In a concise 25-minute presentation, Jordan made his case for why one should think of data science as the combination of computational and inferential thinking, noting that the most appealing challenge in Big Data for him is the potential for personalization. He started with the challenge that the core theories in computer science and statistics were developed separately and there is an oil and water problem to be surmounted. As an example, he noted that core statistical theory does not have a place for runtime and other computational resources while core computational theory does not have a place for statistical risk.
To lay the basis for this theme, Jordan defined computational thinking as including abstraction, modularity, scalability, robustness, and similar concepts. He described inferential thinking as (i) considering the real-world phenomenon behind the data; (ii) considering the sampling pattern that gave rise to the data; and (iii) developing procedures that will go “backward” from the data to the underlying phenomenon. Inferential thinking, he said, is not merely computing “statistics” or running machine-learning algorithms; there must be a focus on error bars and confidence intervals on any outputs.
To convey the importance of the combination of inferential and computation thinking, Jordan looked at examples of database queries in which privacy should be protected with the capability of tuning the amount of privacy protection specified by an individual—perhaps little protection where the data may be used to improve a medical treatment for a loved one or a lot of protection in the case of a company trying to sell a product. The inferential aspect of the problem is to consider the relationship of those in the database to the population, while the computational side is to consider the relationship of the results from a privatized database to those from the originating database. The goal is to make privatized database outputs as close to what one would get if one had access to the data of all the population (and not just the originating database as those ignoring the inferential aspects might be inclined to do.)
For the remaining 35 minutes of his seminar, Jordan took questions from the audience. The questions ranged from the role of NSF in bringing together the two ways of thinking and the recent advance regarding the Chinese game Go to the role of industry in advancing data science and the data science challenges in academia and education. For the latter, he noted the University of California, Berkeley’s new Data Science Education Program, which has been well received by the students. When referencing that Bayesian thinking is included in the course, he said he thinks of Bayesian thinking as a combination of cognitive science and statistics.
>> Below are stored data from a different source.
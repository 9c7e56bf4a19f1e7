//! Catalog of built-in rule sets and packaged rule-set resources.

use super::model::RuleSetDefinition;
use std::collections::BTreeMap;

/// Source of named rule sets and packaged rule-set documents.
///
/// The resolver only talks to this trait, so the set of built-in rules is
/// supplied by whoever constructs the engine.
pub trait RuleSetCatalog: Send + Sync {
    /// Looks up a named rule set (or one of its aliases).
    fn rule_set(&self, name: &str) -> Option<&RuleSetDefinition>;

    /// Returns the XML content of a packaged resource, if present.
    fn resource(&self, name: &str) -> Option<&str>;

    /// All rule sets, ordered by name.
    fn rule_sets(&self) -> Vec<&RuleSetDefinition>;

    /// All packaged resource names, ordered.
    fn resource_names(&self) -> Vec<&str>;
}

/// In-memory catalog assembled at startup.
#[derive(Debug, Clone, Default)]
pub struct StaticCatalog {
    sets: BTreeMap<String, RuleSetDefinition>,
    aliases: BTreeMap<String, String>,
    resources: BTreeMap<String, String>,
}

impl StaticCatalog {
    /// Creates an empty catalog.
    #[must_use]
    pub fn new() -> Self {
        Self::default()
    }

    /// Adds a rule set, replacing any set with the same name.
    #[must_use]
    pub fn with_set(mut self, set: RuleSetDefinition) -> Self {
        self.sets.insert(set.name().to_string(), set);
        self
    }

    /// Registers an alternative name for a set.
    #[must_use]
    pub fn with_alias(mut self, alias: impl Into<String>, target: impl Into<String>) -> Self {
        self.aliases.insert(alias.into(), target.into());
        self
    }

    /// Adds a packaged rule-set document.
    #[must_use]
    pub fn with_resource(mut self, name: impl Into<String>, content: impl Into<String>) -> Self {
        self.resources.insert(name.into(), content.into());
        self
    }
}

impl RuleSetCatalog for StaticCatalog {
    fn rule_set(&self, name: &str) -> Option<&RuleSetDefinition> {
        self.sets.get(name).or_else(|| {
            self.aliases
                .get(name)
                .and_then(|target| self.sets.get(target))
        })
    }

    fn resource(&self, name: &str) -> Option<&str> {
        self.resources.get(name).map(String::as_str)
    }

    fn rule_sets(&self) -> Vec<&RuleSetDefinition> {
        self.sets.values().collect()
    }

    fn resource_names(&self) -> Vec<&str> {
        self.resources.keys().map(String::as_str).collect()
    }
}

#[cfg(test)]
mod tests {
    use super::*;
    use crate::ruleset::model::RuleDefinition;
    use crate::types::Priority;

    fn catalog() -> StaticCatalog {
        StaticCatalog::new()
            .with_set(RuleSetDefinition::new(
                "errorprone",
                "Error-prone constructs",
                vec![RuleDefinition::new("EmptyCatchBlock", Priority::MEDIUM)],
            ))
            .with_alias("category/java/errorprone.xml", "errorprone")
            .with_resource("rulesets/mine.xml", "<ruleset/>")
    }

    #[test]
    fn looks_up_by_name_and_alias() {
        let c = catalog();
        assert!(c.rule_set("errorprone").is_some());
        assert_eq!(
            c.rule_set("category/java/errorprone.xml").map(RuleSetDefinition::name),
            Some("errorprone")
        );
        assert!(c.rule_set("nope").is_none());
    }

    #[test]
    fn serves_resources() {
        let c = catalog();
        assert_eq!(c.resource("rulesets/mine.xml"), Some("<ruleset/>"));
        assert_eq!(c.resource_names(), vec!["rulesets/mine.xml"]);
    }
}
//! # lintwork-core
//!
//! Incremental static-analysis engine.
//!
//! An external analyzer is run over a set of source files; results are cached
//! per file content so unchanged files are not analyzed again. This crate
//! provides:
//!
//! - [`RuleSetResolver`] turning rule configuration into a [`ResolvedRuleSet`]
//! - [`FingerprintCache`] mapping content fingerprints to violation lists
//! - [`AnalyzerWorker`] and the out-of-process [`ProcessWorker`]
//! - [`Orchestrator`] combining the three and applying the failure policy
//!
//! ## Example
//!
//! ```ignore
//! use lintwork_core::{AnalysisRequest, Orchestrator, ProcessWorker, ProcessWorkerConfig};
//!
//! let request = AnalysisRequest::builder()
//!     .sources(["src/main/java/App.java"])
//!     .target_version("17")
//!     .rule_set("errorprone")
//!     .cache_file("build/lintwork/incremental.cache")
//!     .build()?;
//!
//! let worker = ProcessWorker::new(ProcessWorkerConfig::new("/opt/analyzer/bin/run"));
//! let outcome = Orchestrator::new(worker, catalog).run(&request).await?;
//! outcome.report.print_report(false);
//! ```

#![forbid(unsafe_code)]
#![warn(missing_docs)]

pub mod cache;
mod config;
mod fingerprint;
mod orchestrator;
mod request;
pub mod ruleset;
mod types;
pub mod worker;

pub use cache::{CacheError, CacheStats, FingerprintCache, LoadState};
pub use config::{expand_classpath, AnalysisConfig, AnalyzerConfig, Config, ConfigError};
pub use fingerprint::{CacheKey, EnvironmentFingerprint, RuleSetFingerprint, SourceFingerprint};
pub use orchestrator::{
    AnalysisError, AnalysisOutcome, ExecutionOptions, Orchestrator, Phase, TerminalState,
    DEFAULT_BATCH_SIZE,
};
pub use request::{AnalysisRequest, AnalysisRequestBuilder, ConsoleOutput, RequestError};
pub use ruleset::{
    DuplicatePolicy, ResolvedRule, ResolvedRuleSet, RuleConfig, RuleDefinition, RuleSetCatalog,
    RuleSetDefinition, RuleSetError, RuleSetResolver, RuleSetSource, StaticCatalog,
};
pub use types::{Priority, PriorityError, ProcessingError, Violation, ViolationReport};
pub use worker::{
    AnalyzerWorker, ProcessWorker, ProcessWorkerConfig, WorkerBatch, WorkerEnvironment,
    WorkerError, WorkerOutput,
};
//! Core types for violations and reports.

use serde::{Deserialize, Serialize};
use std::collections::BTreeMap;
use std::path::PathBuf;
use std::str::FromStr;

/// Rule priority: 1 (most severe) through 5 (least severe).
///
/// The same scale is used for rule definitions, the configured threshold and
/// the violations reported by the analyzer.
#[derive(Debug, Clone, Copy, PartialEq, Eq, PartialOrd, Ord, Hash, Serialize, Deserialize)]
#[serde(try_from = "i64", into = "u8")]
pub struct Priority(u8);

impl Priority {
    /// The most severe priority.
    pub const HIGHEST: Self = Self(1);
    /// The default priority for rules that do not declare one.
    pub const MEDIUM: Self = Self(3);
    /// The least severe priority.
    pub const LOWEST: Self = Self(5);

    /// Creates a priority from its numeric value.
    ///
    /// # Errors
    ///
    /// Returns an error if the value is outside `1..=5`.
    pub fn new(value: i64) -> Result<Self, PriorityError> {
        match u8::try_from(value) {
            Ok(v @ 1..=5) => Ok(Self(v)),
            _ => Err(PriorityError::OutOfRange(value)),
        }
    }

    /// Returns the numeric value.
    #[must_use]
    pub fn get(self) -> u8 {
        self.0
    }

    /// Whether a rule at this priority survives the given threshold.
    #[must_use]
    pub fn is_within(self, threshold: Self) -> bool {
        self.0 <= threshold.0
    }
}

impl Default for Priority {
    fn default() -> Self {
        Self::MEDIUM
    }
}

impl TryFrom<i64> for Priority {
    type Error = PriorityError;

    fn try_from(value: i64) -> Result<Self, Self::Error> {
        Self::new(value)
    }
}

impl From<Priority> for u8 {
    fn from(p: Priority) -> Self {
        p.0
    }
}

impl FromStr for Priority {
    type Err = PriorityError;

    fn from_str(s: &str) -> Result<Self, Self::Err> {
        let value: i64 = s
            .trim()
            .parse()
            .map_err(|_| PriorityError::NotANumber(s.to_string()))?;
        Self::new(value)
    }
}

impl std::fmt::Display for Priority {
    fn fmt(&self, f: &mut std::fmt::Formatter<'_>) -> std::fmt::Result {
        write!(f, "{}", self.0)
    }
}

/// Invalid priority values.
#[derive(Debug, Clone, PartialEq, Eq, thiserror::Error)]
pub enum PriorityError {
    /// Numeric value outside `1..=5`.
    #[error("priority {0} is out of range, expected 1 (highest) to 5 (lowest)")]
    OutOfRange(i64),

    /// Value is not an integer.
    #[error("priority `{0}` is not a number")]
    NotANumber(String),
}

/// A single rule breach reported for a file.
#[derive(Debug, Clone, PartialEq, Eq, Serialize, Deserialize)]
pub struct Violation {
    /// Path of the offending source file, as given in the request.
    pub file: PathBuf,
    /// Line number (1-indexed).
    pub line: usize,
    /// Column number (1-indexed), when the analyzer reports one.
    #[serde(default, skip_serializing_if = "Option::is_none")]
    pub column: Option<usize>,
    /// Rule identifier (e.g., "EmptyCatchBlock").
    pub rule: String,
    /// Priority of the breached rule.
    pub priority: Priority,
    /// Human-readable message.
    pub message: String,
}

impl Violation {
    /// Creates a new violation without column information.
    #[must_use]
    pub fn new(
        file: impl Into<PathBuf>,
        line: usize,
        rule: impl Into<String>,
        priority: Priority,
        message: impl Into<String>,
    ) -> Self {
        Self {
            file: file.into(),
            line,
            column: None,
            rule: rule.into(),
            priority,
            message: message.into(),
        }
    }

    /// Sets the column.
    #[must_use]
    pub fn with_column(mut self, column: usize) -> Self {
        self.column = Some(column);
        self
    }

    /// Formats the violation for terminal output.
    #[must_use]
    pub fn format(&self) -> String {
        let position = match self.column {
            Some(column) => format!("{}:{}:{column}", self.file.display(), self.line),
            None => format!("{}:{}", self.file.display(), self.line),
        };
        format!(
            "{position}: [P{}] {} {}",
            self.priority, self.rule, self.message
        )
    }
}

impl std::fmt::Display for Violation {
    fn fmt(&self, f: &mut std::fmt::Formatter<'_>) -> std::fmt::Result {
        f.write_str(&self.format())
    }
}

/// A file the analyzer could not process (e.g., a syntax error).
#[derive(Debug, Clone, PartialEq, Eq, Serialize, Deserialize)]
pub struct ProcessingError {
    /// File that failed.
    pub file: PathBuf,
    /// Analyzer-provided reason.
    pub message: String,
}

/// The merged, ordered result of one invocation.
///
/// Violations are sorted by file path, then line, then column. The order does
/// not depend on which files were served from the cache.
#[derive(Debug, Clone, Default, PartialEq, Eq, Serialize, Deserialize)]
pub struct ViolationReport {
    /// All violations, sorted.
    pub violations: Vec<Violation>,
    /// Files the analyzer reported as unprocessable, sorted by path.
    #[serde(default, skip_serializing_if = "Vec::is_empty")]
    pub processing_errors: Vec<ProcessingError>,
    /// Number of files sent to the analyzer.
    pub files_analyzed: usize,
    /// Number of files served from the cache.
    pub files_from_cache: usize,
}

impl ViolationReport {
    /// Creates a new empty report.
    #[must_use]
    pub fn new() -> Self {
        Self::default()
    }

    /// Builds a report from per-file violation lists.
    ///
    /// Each file contributes its list as a whole; a file listed twice keeps the
    /// last list. The resulting order is independent of iteration order.
    #[must_use]
    pub fn merge<I>(per_file: I, mut processing_errors: Vec<ProcessingError>) -> Self
    where
        I: IntoIterator<Item = (PathBuf, Vec<Violation>)>,
    {
        let by_file: BTreeMap<PathBuf, Vec<Violation>> = per_file.into_iter().collect();

        let mut violations: Vec<Violation> = by_file.into_values().flatten().collect();
        violations.sort_by(|a, b| {
            a.file
                .cmp(&b.file)
                .then(a.line.cmp(&b.line))
                .then(a.column.cmp(&b.column))
        });

        processing_errors.sort_by(|a, b| a.file.cmp(&b.file));

        Self {
            violations,
            processing_errors,
            files_analyzed: 0,
            files_from_cache: 0,
        }
    }

    /// Sets the analyzed / cached file counts.
    #[must_use]
    pub fn with_counts(mut self, files_analyzed: usize, files_from_cache: usize) -> Self {
        self.files_analyzed = files_analyzed;
        self.files_from_cache = files_from_cache;
        self
    }

    /// Returns true if any violation was reported.
    #[must_use]
    pub fn has_violations(&self) -> bool {
        !self.violations.is_empty()
    }

    /// Total number of files covered by this report.
    #[must_use]
    pub fn files_checked(&self) -> usize {
        self.files_analyzed + self.files_from_cache
    }

    /// Counts violations per priority; index 0 holds priority 1.
    #[must_use]
    pub fn count_by_priority(&self) -> [usize; 5] {
        let mut counts = [0; 5];
        for v in &self.violations {
            counts[usize::from(v.priority.get() - 1)] += 1;
        }
        counts
    }

    /// Renders the report for a console, optionally with ANSI colors.
    #[must_use]
    pub fn render_console(&self, colored: bool) -> String {
        use std::fmt::Write;

        let mut out = String::new();
        for v in &self.violations {
            if colored {
                let color = match v.priority.get() {
                    1 | 2 => "\x1b[31m",
                    3 => "\x1b[33m",
                    _ => "\x1b[34m",
                };
                let _ = writeln!(out, "{color}{v}\x1b[0m");
            } else {
                let _ = writeln!(out, "{v}");
            }
        }

        for e in &self.processing_errors {
            let _ = writeln!(
                out,
                "{}: processing error: {}",
                e.file.display(),
                e.message
            );
        }

        let _ = writeln!(
            out,
            "Found {} violation(s) in {} file(s) ({} from cache)",
            self.violations.len(),
            self.files_checked(),
            self.files_from_cache
        );
        out
    }

    /// Prints the report to stdout.
    pub fn print_report(&self, colored: bool) {
        print!("{}", self.render_console(colored));
    }
}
Later, Jordan noted the large discrepancy in the data science community between those who know the Fast Fourier Transform—one of the key accomplishments to come out of the signal processing community in the last 100 years—and those who know the bootstrap method—one of the key accomplishments to come out of the statistics community in the last 100 years—and urged all data scientists to know the latter method just as they know the former.
To further explain inferential thinking, Jordan relayed the personal story of how he became involved in data science when a medical doctor reported concerns from an imaging diagnostic. He questioned the geneticist thoroughly about the imaging and asked about the risk factors involved. Through further questioning and research, he learned that the data processing algorithms weren’t updated when the resolution of the camera was increased considerably. In the end, he learned that the signals about which his doctors were concerned were just noise—an artifact of the outdated data processing algorithms.
As part of the ASA’s effort to raise the profile of statistics in data science, ASA staff recommended to the NSF that a statistician be included as a speaker for its data science webinar series.